Отчаявшись, поискал похожих по звучанию – вдруг не расслышал первую букву – Кренделей, Френделей… По смыслу (интонация Николаича намекала на преобразование капитальное) на роль автора больше подходил не Брендель, не Крендель и не Френдель, а найденный в каком-то литературном справочнике Грендель, потомок Каина, этакое живущее в болоте человекообразное чудовище, которое приходило каждую ночь в выстроенный датским королем Хротгаром банкетный зал, похищало нескольких до смерти упившихся воинов и пожирало их в своем логове (чем не преобразование?), пока не подавилось Беовульфом.
Когда, улучив минуту, переспросил Колю, и тот пустился в совсем уж непонятные рассуждения с явно неклассической терминологией, таинственное преобразование Бренделя стало ещё более таинственным. Всю галиматью он не запомнил, но суть была такова: гаввах (?) – это химия. Страдания, переживания – это для мелких чертей, точнее, для их мелких нужд, бытовуха: подогреть, подсветить, прокатиться. А вот преобразование Бренделя – это уже серьёзно, это уже физика, именно радиоактивное превращение, другие порядки энергий. Гавваха при этом тоже хватает, куда без него, он вроде как пожар после атомного взрыва, вреда и дыма от него может быть даже больше, чем от самого взрыва, но настоящая энергия освобождается при преобразовании, а не при насморке. Правда, чертям слаще триста лет питаться мертвечиной, Пушкина-то они не читают, выращивай себе биомассу, дави с него гаввах, кормись и плодись.

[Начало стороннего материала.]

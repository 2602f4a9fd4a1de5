use crate::prelude::*;

/// Human readable name used to look entities up in the scene
#[derive(Component, Clone, Debug, PartialEq, Eq)]
pub struct Tag {
    pub label: String,
}

/// Find the first entity tagged with `label`
pub fn find_entity(world: &mut World, label: &str) -> Option<Entity> {
    world
        .query::<(Entity, &Tag)>()
        .iter(world)
        .find(|(_, tag)| tag.label == label)
        .map(|(entity, _)| entity)
}
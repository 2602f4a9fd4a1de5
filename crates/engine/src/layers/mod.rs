mod input_layer;

pub use input_layer::InputLayer;
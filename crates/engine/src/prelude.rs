pub use bevy_ecs::prelude::*;
pub use nalgebra::{Point3, UnitQuaternion, Vector3};

pub use crate::components::*;
pub use crate::input::InputState;
pub use crate::layers::*;
pub use crate::ui::*;
pub use crate::{Application, ApplicationBuilder, Layer, LayerContext, LayerEvent, LayerFactory};
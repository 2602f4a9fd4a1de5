use crate::prelude::*;

use std::collections::HashSet;

/// Direction a user can hold to rotate the display
#[derive(Debug, Clone, Copy, PartialEq, Eq, Hash)]
pub enum RotationDirection {
    Up,
    Down,
    Left,
    Right,
}

impl RotationDirection {
    pub const ALL: [RotationDirection; 4] = [
        RotationDirection::Up,
        RotationDirection::Down,
        RotationDirection::Left,
        RotationDirection::Right,
    ];
}

/// Turntable-style display: drifts around Y while idle, rotates while a
/// direction is held, and eases its applied orientation toward the target.
///
/// All angles are in degrees.
#[derive(Component, Clone, Debug)]
pub struct RotatingDisplay {
    /// Yaw drift in degrees per second while no horizontal input is held
    pub idle_rotation_speed: f32,
    /// Rotation speed in degrees per second while a direction is held
    pub user_rotation_speed: f32,
    pub pitch_min: f32,
    pub pitch_max: f32,
    /// Exponential smoothing coefficient (1/s)
    pub smoothing_rate: f32,

    pub target_pitch: f32,
    pub target_yaw: f32,
    pub current_pitch: f32,
    pub current_yaw: f32,

    intents: HashSet<RotationDirection>,
}

impl Default for RotatingDisplay {
    fn default() -> Self {
        Self {
            idle_rotation_speed: 10.0,
            user_rotation_speed: 100.0,
            pitch_min: -60.0,
            pitch_max: 60.0,
            smoothing_rate: 5.0,
            target_pitch: 0.0,
            target_yaw: 0.0,
            current_pitch: 0.0,
            current_yaw: 0.0,
            intents: HashSet::new(),
        }
    }
}

impl RotatingDisplay {
    pub fn new(idle_rotation_speed: f32, user_rotation_speed: f32) -> Self {
        Self {
            idle_rotation_speed,
            user_rotation_speed,
            ..Default::default()
        }
    }

    /// Limits are stored in ascending order whichever way they are passed
    pub fn with_pitch_limits(mut self, min: f32, max: f32) -> Self {
        self.pitch_min = min.min(max);
        self.pitch_max = min.max(max);
        self
    }

    pub fn with_smoothing_rate(mut self, smoothing_rate: f32) -> Self {
        self.smoothing_rate = smoothing_rate;
        self
    }

    /// Start or stop rotating in `direction`. Takes effect on the next tick.
    pub fn set_intent(&mut self, direction: RotationDirection, active: bool) {
        if active {
            self.intents.insert(direction);
        } else {
            self.intents.remove(&direction);
        }
    }

    pub fn press(&mut self, direction: RotationDirection) {
        self.set_intent(direction, true);
    }

    pub fn release(&mut self, direction: RotationDirection) {
        self.set_intent(direction, false);
    }

    pub fn is_active(&self, direction: RotationDirection) -> bool {
        self.intents.contains(&direction)
    }

    /// Advance by `delta_time` seconds and return the orientation to apply
    pub fn tick(&mut self, delta_time: f32) -> UnitQuaternion<f32> {
        use RotationDirection::{Down, Left, Right, Up};

        let user_step = self.user_rotation_speed * delta_time;

        if !self.is_active(Left) && !self.is_active(Right) {
            self.target_yaw += self.idle_rotation_speed * delta_time;
        }

        if self.is_active(Up) {
            self.target_pitch -= user_step;
        }
        if self.is_active(Down) {
            self.target_pitch += user_step;
        }
        if self.is_active(Left) {
            self.target_yaw -= user_step;
        }
        if self.is_active(Right) {
            self.target_yaw += user_step;
        }

        // Total for any limits, unlike f32::clamp: inverted limits pin to pitch_max
        self.target_pitch = self.target_pitch.max(self.pitch_min).min(self.pitch_max);

        // Not clamped to [0, 1]: large frames overshoot the target
        let t = self.smoothing_rate * delta_time;
        self.current_pitch = lerp(self.current_pitch, self.target_pitch, t);
        self.current_yaw = lerp(self.current_yaw, self.target_yaw, t);

        self.orientation()
    }

    /// Orientation for the current angles: pitch about X, then yaw about Y
    pub fn orientation(&self) -> UnitQuaternion<f32> {
        let pitch =
            UnitQuaternion::from_axis_angle(&Vector3::x_axis(), self.current_pitch.to_radians());
        let yaw = UnitQuaternion::from_axis_angle(&Vector3::y_axis(), self.current_yaw.to_radians());
        yaw * pitch
    }
}

fn lerp(from: f32, to: f32, t: f32) -> f32 {
    from + (to - from) * t
}
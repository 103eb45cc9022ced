//! The daily batch generator.

use arrayvec::ArrayVec;

use crate::attribute::Attribute;
use crate::quest::template::QuestTemplate;
use crate::quest::types::{ConditionKind, DailyQuest, QuestCondition, QuestReward};
use crate::rng::{compute_seed, RngOracle};

/// Capacity bound for a daily batch.
pub const MAX_DAILY_QUESTS: usize = 8;

// Seed streams for the independent rolls inside one generation.
const STREAM_SHUFFLE: u64 = 1;
const STREAM_STAT: u64 = 2;
const STREAM_SHARDS: u64 = 3;
const STREAM_SLOT: u64 = 4;

/// Batch sizing for the quest generator.
#[derive(Clone, Copy, Debug, PartialEq, Eq)]
#[cfg_attr(feature = "serde", derive(serde::Serialize, serde::Deserialize))]
pub struct QuestConfig {
    /// Quests per daily batch.
    pub batch_size: usize,
}

impl Default for QuestConfig {
    fn default() -> Self {
        Self { batch_size: 3 }
    }
}

/// Draws a fixed-size daily batch from a read-only template pool.
#[derive(Clone, Debug, Default)]
pub struct QuestGenerator {
    config: QuestConfig,
}

impl QuestGenerator {
    /// Create a generator with explicit batch sizing.
    pub fn new(config: QuestConfig) -> Self {
        Self {
            config: QuestConfig {
                batch_size: config.batch_size.min(MAX_DAILY_QUESTS),
            },
        }
    }

    /// Generate today's batch.
    ///
    /// Shuffles the pool, renders templates in shuffled order and skips any
    /// whose rendered title collides with one already chosen - two distinct
    /// templates that happen to render identical text exclude each other.
    /// Stops once the batch is full or the pool is exhausted.
    pub fn generate(
        &self,
        level: u32,
        templates: &[QuestTemplate],
        rng: &dyn RngOracle,
        seed: u64,
    ) -> ArrayVec<DailyQuest, MAX_DAILY_QUESTS> {
        let mut batch: ArrayVec<DailyQuest, MAX_DAILY_QUESTS> = ArrayVec::new();
        let order = rng.permutation(compute_seed(seed, STREAM_SHUFFLE, 0), templates.len());

        for (slot, template_idx) in order.into_iter().enumerate() {
            if batch.len() >= self.config.batch_size {
                break;
            }
            let template = &templates[template_idx];
            let quest = self.build(level, template, rng, compute_seed(seed, STREAM_SLOT, slot as u64));
            if batch.iter().any(|q| q.title == quest.title) {
                tracing::trace!(template = %template.id, "skipping duplicate rendered title");
                continue;
            }
            batch.push(quest);
        }

        if batch.len() < self.config.batch_size {
            tracing::debug!(
                generated = batch.len(),
                wanted = self.config.batch_size,
                "template pool exhausted before the batch filled"
            );
        }
        batch
    }

    fn build(
        &self,
        level: u32,
        template: &QuestTemplate,
        rng: &dyn RngOracle,
        slot_seed: u64,
    ) -> DailyQuest {
        // Manual verification is always binary; everything else scales.
        let target = match template.kind {
            ConditionKind::ManualVerification => 1,
            _ => template.target.eval(level),
        };

        let stat = (template.kind == ConditionKind::ReachStat).then(|| {
            let all = Attribute::all();
            let idx = rng
                .pick_index(compute_seed(slot_seed, STREAM_STAT, 0), all.len())
                .unwrap_or(0);
            all[idx]
        });

        let (shard_min, shard_max) = template.shards;
        let shards = rng.range(compute_seed(slot_seed, STREAM_SHARDS, 0), shard_min, shard_max);

        DailyQuest {
            id: format!("daily_{}", template.id),
            title: QuestTemplate::render(&template.title, target, stat),
            description: QuestTemplate::render(&template.description, target, stat),
            condition: QuestCondition {
                kind: template.kind,
                target,
                current: 0,
                stat,
            },
            reward: QuestReward {
                quest_points: template.quest_points.eval(level),
                shards,
                stat_bonus: template.stat_reward,
            },
            completed: false,
            claimed_at: None,
        }
    }
}
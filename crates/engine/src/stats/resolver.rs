//! Effective stat resolution.

use chrono::{DateTime, Utc};

use crate::attribute::{Attribute, AttributeBlock};
use crate::sheet::CharacterSheet;
use crate::stats::buff::{self, ActiveBuff};
use crate::stats::passive::PassiveDef;

/// Compute the effective value of one attribute.
///
/// 1. Read the stored base value.
/// 2. If a passive definition targets this attribute, multiply by
///    `1 + invested_level × bonus_per_level` and floor. No matching passive
///    (or level 0) leaves the base untouched.
/// 3. Add every active buff amount for this attribute.
///
/// Pure read; absent passives and buffs are zero contribution, never errors.
pub fn effective_stat(
    sheet: &CharacterSheet,
    passives: &[PassiveDef],
    buffs: &[ActiveBuff],
    stat: Attribute,
    now: DateTime<Utc>,
) -> i32 {
    let base = sheet.attributes.get(stat);

    let boosted = match passives.iter().find(|p| p.stat == stat) {
        Some(passive) => {
            let level = sheet.passive_level(&passive.id);
            (f64::from(base) * passive.multiplier(level)).floor() as i32
        }
        None => base,
    };

    boosted + buff::active_bonus(buffs, stat, now)
}

/// Resolve all six attributes at once.
pub fn effective_all(
    sheet: &CharacterSheet,
    passives: &[PassiveDef],
    buffs: &[ActiveBuff],
    now: DateTime<Utc>,
) -> AttributeBlock {
    let mut block = AttributeBlock::uniform(0);
    for stat in Attribute::all() {
        block.set(stat, effective_stat(sheet, passives, buffs, stat, now));
    }
    block
}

Потом Тимофеич спросил про гаввах. Коля был с похмелья и сначала отмахнулся, а когда соточка принялась, разговорился, объяснил: «У тебя, Тимофеич, была, например, голубая мечта? Была, была… Так вот когда твоя голубая мечта горит синим пламенем, то тепло и свет от него, от этого пламени, и есть гаввах» – «Так мне-то от этого ни тепло, ни светло!» – «Ты здесь уже ни при чём».
Ещё как-то сразу по возвращении их из непонятного этого колхоза-совхоза Дединово заспорили: кто всё-таки автор теории Большого Взрыва. Гамов и Алфер? Хойл? Леметр, Робертсон? И Коля обширно прокомментировал, что хоть Гамов с Алфером и изобрели свою модель, предварительно надравшись в вашингтонском баре «Маленькая Вена», что позволяет говорить о серьёзности прозрения, теория, тем не менее, бестолковая. Уж если и говорить о чём-то Большом, то не о Взрыве, а о Разрыве. Нет у него, Коли, времени (а на что же тогда есть, о боже!), а то бы он изложил письменно, но вкратце так: не сингулярность вдруг ни с того ни с сего взорвалась, а – что совсем не то же самое! – великая стабильность, альтер эго пресловутой сингулярности, лопнула, потеряла эту самую стабильность, невинность свою мирозданческую, и мир, как по кочкам на болоте пустоты, запрыгал по островкам упрощающихся разномерных стабильностей к какой-то умопомрачительно блистающей простой истине. И время его надо мерить не от хаббловских скоростей, а периодами полураспада той изначальной стабильно-нестабильной субстанции. Где вы, физики, наблюдаете нуклеосинтез? Вот она, главная ирония Бога: на фундаментальном уровне синтеза уже нет, есть только распад. За первую секунду создал нейтроны-протоны, за минуту легкие ядра, за год – всё остальное, а последующие двадцать миллиардов лет (!) пожалуйте с горки, в мою равнину. Нету нуклеосинтеза в нашей теплой природе. А нуклеораспад всюду – с созданием нестабильных же миров и временно стабильных субмиров с веером активных продуктов распада, которые в определённых условиях реализуют творческие потенции к синтезу на примитивных уровнях, например, жизнь.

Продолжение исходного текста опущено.